These New Insanely Flawless Photos of Michelle Obama Will Blow Your Mind, Plus Chimamanda Ngozi Adichie’s Bawse Ode
As President Barack Obama and First Lady Michelle Obama‘s time in the White House comes to a close, many media outlets are doing their own tributes to the First Family that shaped history. You’ll notice the First Lady was on the cover of several magazines these past few months.
Today, T Magazine, The New York Times Style Magazine, posted their piece, ‘To the First Lady, With Love,’ which features four thank-you notes to the First Lady written by Chimamanda Ngozi Adichie, Gloria Steinem, Rashida Jones and Jon Meacham.
Along with the letters, the accompanying photos of the First Lady are flawless!
In Adichie’s letter, she reflects back to seeing Obama give her speech at the 2008 Democratic National Convention.
“She had the air of a woman who could balance a checkbook, and who knew a good deal when she saw it, and who would tell off whomever needed telling off. She was tall and sure and stylish. She was reluctant to be first lady, and did not hide her reluctance beneath platitudes. She seemed not so much unique as true. She sharpened her husband’s then-hazy form, made him solid, more than just a dream,” wrote Adichie.
Adichie also touches on how Obama was given the the “angry Black woman” label early on in her dealings with the public.
“Because she said what she thought, and because she smiled only when she felt like smiling, and not constantly and vacuously, America’s cheapest caricature was cast on her: the Angry Black Woman. Women, in general, are not permitted anger — but from black American women, there is an added expectation of interminable gratitude, the closer to groveling the better, as though their citizenship is a phenomenon that they cannot take for granted.”
Fast forward to this year’s Democratic National Convention, and Obama was able to use terms she may not have a few years ago.
“It was the 2016 Democratic Convention. Michelle Obama was speaking. She said “black boy” and “slaves,” words she would not have said eight years ago because eight years ago any concrete gesturing to blackness would have had real consequences.”
In Steinem’s letter, of how Obama didn’t let her public life as First Lady cause her to sacrifice her “authenticity.”
“After a decade under a public microscope, she has managed what no other first lady — and few people in any public position — have succeeded in doing: She has lived a public life without sacrificing her privacy and authenticity. She made her husband both more human and effective as a president by being his interpreter and defender, but also someone we knew was capable of being his critic.”
Steinem also wrote how she’s never seen such a balance of parenting, love and respect in the White House since the Obama family.

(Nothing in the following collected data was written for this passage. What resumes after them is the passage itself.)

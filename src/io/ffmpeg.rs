//! Video files as image sequences (FFmpeg)
//!
//! **Why**: Reference movies sit next to frame sequences in most shots; the
//! viewer treats a movie as a numbered sequence of RGBA frames `0..N`.
//!
//! Decoding needs the `ffmpeg` feature (`playa-ffmpeg`). Without it the
//! loader still exists so the registry stays identical, but `open` reports
//! the format as unsupported.

use log::debug;

use crate::entities::{FileInfo, Image};
use crate::io::error::{IoError, IoResult};
use crate::io::{check_layer, FrameInfo, ImageIoInfo, ImageLoad};

pub const PLUGIN: &str = "FFmpeg";
pub const EXTENSIONS: &[&str] = &["mov", "mp4", "avi", "mkv", "m4v"];

/// Container signatures: ISO base media (`ftyp` at 4), RIFF AVI, Matroska.
pub fn probe(header: &[u8]) -> bool {
    (header.len() >= 8 && &header[4..8] == b"ftyp")
        || (header.len() >= 12 && &header[..4] == b"RIFF" && &header[8..12] == b"AVI ")
        || (header.len() >= 4 && header[..4] == [0x1A, 0x45, 0xDF, 0xA3])
}

/// Video loader; frame numbers are decode order starting at 0.
#[derive(Debug, Default)]
pub struct VideoLoad {
    file: Option<FileInfo>,
    frames: usize,
}

impl VideoLoad {
    pub fn new() -> Self {
        Self::default()
    }
}

impl ImageLoad for VideoLoad {
    fn open(&mut self, file: &FileInfo) -> IoResult<ImageIoInfo> {
        let path = file.path();
        let info = native::open(&path)?;
        self.frames = info.sequence.len();
        self.file = Some(file.clone());
        debug!("FFmpeg opened {} ({} frames)", path.display(), self.frames);
        Ok(info)
    }

    fn read(&mut self, frame: &FrameInfo) -> IoResult<Image> {
        let file = self
            .file
            .as_ref()
            .ok_or_else(|| IoError::read(PLUGIN, "", "loader not open"))?;
        let path = file.path();
        check_layer(PLUGIN, &path, frame, 1)?;
        let index = frame.frame.max(0) as usize;
        if index >= self.frames {
            return Err(IoError::read(
                PLUGIN,
                &path,
                format!("frame {} out of range ({} frames)", frame.frame, self.frames),
            ));
        }
        let pixels = native::decode(&path, index)?;
        Ok(Image::new(crate::io::apply_proxy(pixels, frame)))
    }

    fn close(&mut self) -> IoResult<()> {
        self.file = None;
        self.frames = 0;
        Ok(())
    }
}

#[cfg(feature = "ffmpeg")]
mod native {
    use std::path::Path;
    use std::sync::Once;

    use log::warn;
    use playa_ffmpeg as ffmpeg;

    use super::PLUGIN;
    use crate::entities::{Mirror, Pixel, PixelData, PixelDataInfo, Sequence, Speed};
    use crate::io::error::{IoError, IoResult};
    use crate::io::ImageIoInfo;

    static LOG_INIT: Once = Once::new();

    fn quiet() {
        LOG_INIT.call_once(|| unsafe {
            ffmpeg::ffi::av_log_set_level(ffmpeg::ffi::AV_LOG_QUIET);
        });
    }

    fn fail(path: &Path, what: &str, e: impl std::fmt::Display) -> IoError {
        IoError::read(PLUGIN, path, format!("{what}: {e}"))
    }

    pub(super) fn open(path: &Path) -> IoResult<ImageIoInfo> {
        quiet();
        let ictx = ffmpeg::format::input(path)
            .map_err(|e| IoError::open(PLUGIN, path, e.to_string()))?;
        let stream = ictx
            .streams()
            .best(ffmpeg::media::Type::Video)
            .ok_or_else(|| IoError::unsupported(PLUGIN, path, "no video stream"))?;

        let rate = stream.avg_frame_rate();
        let time_base = stream.time_base();
        let fps = if rate.denominator() > 0 {
            rate.numerator() as f64 / rate.denominator() as f64
        } else {
            0.0
        };
        let seconds = stream.duration() as f64 * time_base.numerator() as f64
            / time_base.denominator().max(1) as f64;
        let frames = (seconds * fps) as i64;

        let context = ffmpeg::codec::context::Context::from_parameters(stream.parameters())
            .map_err(|e| fail(path, "decoder context", e))?;
        let decoder = context.decoder().video().map_err(|e| fail(path, "video decoder", e))?;
        let (width, height) = (decoder.width() as usize, decoder.height() as usize);
        if frames <= 0 || width == 0 || height == 0 {
            return Err(IoError::unsupported(PLUGIN, path, "empty video stream"));
        }

        let speed = if rate.numerator() > 0 && rate.denominator() > 0 {
            Speed::new(rate.numerator() as u32, rate.denominator() as u32)
        } else {
            Speed::default()
        };
        let mut info = ImageIoInfo::new(
            PixelDataInfo::new(width, height, Pixel::RGBA_U8).with_mirror(Mirror::Y),
        );
        info.file_name = path.to_path_buf();
        info.sequence = Sequence::from_range(0, frames - 1, 0, speed);
        Ok(info)
    }

    pub(super) fn decode(path: &Path, index: usize) -> IoResult<PixelData> {
        quiet();
        let mut ictx = ffmpeg::format::input(path)
            .map_err(|e| IoError::open(PLUGIN, path, e.to_string()))?;
        let stream = ictx
            .streams()
            .best(ffmpeg::media::Type::Video)
            .ok_or_else(|| IoError::unsupported(PLUGIN, path, "no video stream"))?;
        let stream_index = stream.index();
        let rate = stream.avg_frame_rate();
        let time_base = stream.time_base();

        let mut context = ffmpeg::codec::context::Context::from_parameters(stream.parameters())
            .map_err(|e| fail(path, "decoder context", e))?;
        unsafe {
            (*context.as_mut_ptr()).thread_type = ffmpeg::ffi::FF_THREAD_FRAME;
            (*context.as_mut_ptr()).thread_count = 0;
        }
        let mut decoder = context.decoder().video().map_err(|e| fail(path, "video decoder", e))?;
        let (width, height) = (decoder.width(), decoder.height());
        let mut scaler = ffmpeg::software::scaling::Context::get(
            decoder.format(),
            width,
            height,
            ffmpeg::format::Pixel::RGBA,
            width,
            height,
            ffmpeg::software::scaling::Flags::BILINEAR,
        )
        .map_err(|e| fail(path, "scaler", e))?;

        let target = (rate.numerator() > 0 && rate.denominator() > 0).then(|| {
            let frame_tb = ffmpeg::ffi::AVRational {
                num: rate.denominator() as i32,
                den: rate.numerator() as i32,
            };
            let stream_tb = ffmpeg::ffi::AVRational {
                num: time_base.numerator() as i32,
                den: time_base.denominator() as i32,
            };
            unsafe { ffmpeg::ffi::av_rescale_q(index as i64, frame_tb, stream_tb) }
        });
        if let Some(ts) = target {
            let ret = unsafe {
                ffmpeg::ffi::av_seek_frame(
                    ictx.as_mut_ptr(),
                    stream_index as i32,
                    ts,
                    ffmpeg::ffi::AVSEEK_FLAG_BACKWARD,
                )
            };
            if ret < 0 {
                warn!("FFmpeg seek failed in {} (ret={ret}), decoding from start", path.display());
            }
        }

        let mut current = 0usize;
        for (stream, packet) in ictx.packets() {
            if stream.index() != stream_index {
                continue;
            }
            decoder.send_packet(&packet).map_err(|e| fail(path, "send packet", e))?;
            let mut decoded = ffmpeg::util::frame::video::Video::empty();
            while decoder.receive_frame(&mut decoded).is_ok() {
                let reached = match target {
                    Some(ts) => decoded.pts().map(|pts| pts >= ts).unwrap_or(current >= index),
                    None => current >= index,
                };
                if reached {
                    let mut rgba = ffmpeg::util::frame::video::Video::empty();
                    scaler.run(&decoded, &mut rgba).map_err(|e| fail(path, "scale", e))?;
                    let (w, h) = (width as usize, height as usize);
                    let info = PixelDataInfo::new(w, h, Pixel::RGBA_U8).with_mirror(Mirror::Y);
                    let mut pixels = PixelData::new(info);
                    let stride = rgba.stride(0) as usize;
                    let src = rgba.data(0);
                    for y in 0..h {
                        pixels.row_mut(y).copy_from_slice(&src[y * stride..y * stride + w * 4]);
                    }
                    return Ok(pixels);
                }
                current += 1;
            }
        }
        Err(IoError::read(PLUGIN, path, format!("frame {index} not found")))
    }
}

#[cfg(not(feature = "ffmpeg"))]
mod native {
    use std::path::Path;

    use super::PLUGIN;
    use crate::entities::PixelData;
    use crate::io::error::{IoError, IoResult};
    use crate::io::ImageIoInfo;

    pub(super) fn open(path: &Path) -> IoResult<ImageIoInfo> {
        Err(IoError::unsupported(PLUGIN, path, "built without the ffmpeg feature"))
    }

    pub(super) fn decode(path: &Path, _index: usize) -> IoResult<PixelData> {
        Err(IoError::unsupported(PLUGIN, path, "built without the ffmpeg feature"))
    }
}

#[cfg(test)]
mod tests {
    use super::*;
    use crate::io::error::ErrorKind;

    #[test]
    fn test_probe() {
        assert!(probe(b"\0\0\0\x20ftypisom"));
        assert!(probe(b"RIFF\0\0\0\0AVI LIST"));
        assert!(probe(&[0x1A, 0x45, 0xDF, 0xA3, 0]));
        assert!(!probe(b"SDPX"));
    }

    #[test]
    fn test_read_before_open() {
        let mut loader = VideoLoad::new();
        assert_eq!(loader.read(&FrameInfo::default()).unwrap_err().kind(), ErrorKind::Read);
    }

    /// Test: without decoder support a movie is reported as unsupported
    #[cfg(not(feature = "ffmpeg"))]
    #[test]
    fn test_unsupported_without_feature() {
        let dir = tempfile::tempdir().unwrap();
        let path = dir.path().join("clip.mov");
        std::fs::write(&path, b"\0\0\0\x20ftypqt  ").unwrap();
        let err = VideoLoad::new().open(&FileInfo::new(&path)).unwrap_err();
        assert_eq!(err.kind(), ErrorKind::Unsupported);
        assert_eq!(err.plugin(), PLUGIN);
    }
}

“Though I’m old enough to remember Eleanor and Franklin D. Roosevelt in the White House — and all the couples and families since — I have never seen such balance and equal parenting, such love, respect, mutuality and pleasure in each other’s company. We will never have a democracy until we have democratic families and a society without the invented categories of both race and gender. Michelle Obama may have changed history in the most powerful way — by example.”
We don’t know what the First Lady will do once she leaves the White House, but we do know she’ll have our support.